Long story short, I need to clone several enzymes of a metabolic pathway I'm interested in. I'd like to test my molecule that I believe inhibits the last enzyme of the pathway I'm interested in. I need the two enzymes before the last enzyme because the molecule I made needs to be metabolized by them in theory in order to make the active form of the molecule. I have no experience with cloning proteins, but if were to attempt this, what kind of time frame am I looking at? How can I be sure I'll get the active forms of my enzyme as well after cloning?
Cloning several metabolic enzymes to screen for inhibition, how long?
Posted 07 May 2015 - 01:13 PM
First off... you clone DNA not protein... However, we understand what you mean. You can't be sure that you will get active forms until you try it, and this usually depends on what organism you plan to express in. It is probably best to stick with expressing in the organism that your enzymes come from (or closely related e.g.for a human enzyme, you could express in mouse; for bacteria, use a bacterial system, etc.). You might also want to work in a system that is deficient in these enzymes in the first place, so that you can be certain that the results you see are due to the enzymes themselves. For mammalian systems you can get rabbit reticulocyte lysate that can do this. Bacterial and yeast have gene knockouts for a lot of things.

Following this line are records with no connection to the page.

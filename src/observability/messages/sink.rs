// Copyright (c) 2025 Steve Wagner (ciroque@live.com)
// SPDX-License-Identifier: MIT

//! Message types for handing pipeline definitions to the host runtime.

use crate::observability::messages::StructuredLog;
use std::fmt::{Display, Formatter};
use tracing::Span;

/// A definition was written out by a sink.
///
/// # Log Level
/// `info!` - Important operational event
pub struct PipelineRegistered<'a> {
    pub pipeline_id: &'a str,
    pub format: &'a str,
    pub task_count: usize,
}

impl Display for PipelineRegistered<'_> {
    fn fmt(&self, f: &mut Formatter) -> std::fmt::Result {
        write!(
            f,
            "Registered pipeline '{}' ({} tasks) as {}",
            self.pipeline_id, self.task_count, self.format
        )
    }
}

impl StructuredLog for PipelineRegistered<'_> {
    fn log(&self) {
        tracing::info!(
            pipeline_id = self.pipeline_id,
            format = self.format,
            task_count = self.task_count,
            "{}", self
        );
    }

    fn span(&self, name: &str) -> Span {
        tracing::info_span!(
            "sink",
            span_name = name,
            pipeline_id = self.pipeline_id,
            format = self.format,
        )
    }
}
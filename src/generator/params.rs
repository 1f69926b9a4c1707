// Copyright (c) 2025 Steve Wagner (ciroque@live.com)
// SPDX-License-Identifier: MIT

use std::collections::BTreeMap;

use crate::config::consts::SCHEMA_NAME_PARAM;
use crate::observability::messages::generator::{ParameterUnset, ReservedParameterIgnored};
use crate::observability::messages::StructuredLog;
use crate::traits::VariableResolver;

/// Look up every configured parameter. Unset parameters resolve to `""`.
pub fn resolve_params<V: VariableResolver + ?Sized>(
    names: &[String],
    variables: &V,
) -> BTreeMap<String, String> {
    names
        .iter()
        .map(|name| {
            let value = variables.variable(name).unwrap_or_else(|| {
                ParameterUnset { name: name.as_str() }.log();
                String::new()
            });
            (name.clone(), value)
        })
        .collect()
}

/// The parameter map every task receives: the resolved parameters plus
/// `schema_name`. A configured parameter named `schema_name` never overrides the
/// resolved schema.
pub fn merge_params(schema: &str, resolved: &BTreeMap<String, String>) -> BTreeMap<String, String> {
    if resolved.contains_key(SCHEMA_NAME_PARAM) {
        ReservedParameterIgnored {
            name: SCHEMA_NAME_PARAM,
            schema,
        }
        .log();
    }

    let mut merged = resolved.clone();
    merged.insert(SCHEMA_NAME_PARAM.to_string(), schema.to_string());
    merged
}
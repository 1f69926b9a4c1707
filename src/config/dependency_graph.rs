use std::collections::HashMap;

/// Newtype wrapper for a task graph: qualified task id -> ids of its dependents
#[derive(Debug, Clone, Default, PartialEq)]
pub struct DependencyGraph(pub HashMap<String, Vec<String>>);

impl DependencyGraph {
    /// Create a new empty dependency graph
    pub fn new() -> Self {
        Self(HashMap::new())
    }

    /// Register a task with no dependents yet
    pub fn add_task(&mut self, task_id: String) {
        self.0.entry(task_id).or_default();
    }

    /// Record that `downstream` runs after `upstream`
    pub fn add_dependent(&mut self, upstream: &str, downstream: String) {
        self.0.entry(upstream.to_string()).or_default().push(downstream);
    }

    /// Get dependents for a task
    pub fn get_dependents(&self, task_id: &str) -> Option<&Vec<String>> {
        self.0.get(task_id)
    }

    /// Number of tasks that list `task_id` as a dependent
    pub fn upstream_count(&self, task_id: &str) -> usize {
        self.0
            .values()
            .filter(|dependents| dependents.iter().any(|d| d == task_id))
            .count()
    }

    /// Get all task IDs in the graph
    pub fn keys(&self) -> impl Iterator<Item = &String> {
        self.0.keys()
    }

    pub fn len(&self) -> usize {
        self.0.len()
    }

    pub fn is_empty(&self) -> bool {
        self.0.is_empty()
    }
}

impl From<HashMap<String, Vec<String>>> for DependencyGraph {
    fn from(graph: HashMap<String, Vec<String>>) -> Self {
        Self(graph)
    }
}

impl From<DependencyGraph> for HashMap<String, Vec<String>> {
    fn from(graph: DependencyGraph) -> Self {
        graph.0
    }
}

Depending on the methods you use, cloning can take as little as a week, up to about 6 months (worst case). We need a bit of information about how you plan to go about this. Do you already have the genes in a form that can be amplified (RNA/cDNA, or on another plasmid)? Or do you need to start from scratch to get the RNA? Do you know the sequences you are expecting?
If you know the sequence, but can't get it elsewhere, you can order them from a number of companies (cost about $0.2 per base pair) and they usually come in a "ready to clone" format in a basic plasmid such as pUC. If you know the vector you want to express them off, you can design the sequences with the desired restriction sites on each end, so that it is a cut and ligate job.
If you have them on another plasmid or cDNA and can amplify them, then it is relatively easy to PCR (either with desired restriction sites or use TA cloning) and then insert into another vector. Another thing to think about is seeing if the gene is available in a plasmid from places like addgene. Plasmids can either be used as a template for PCR or for subcloning, or, if you get them in the right plasmid, for expression directly.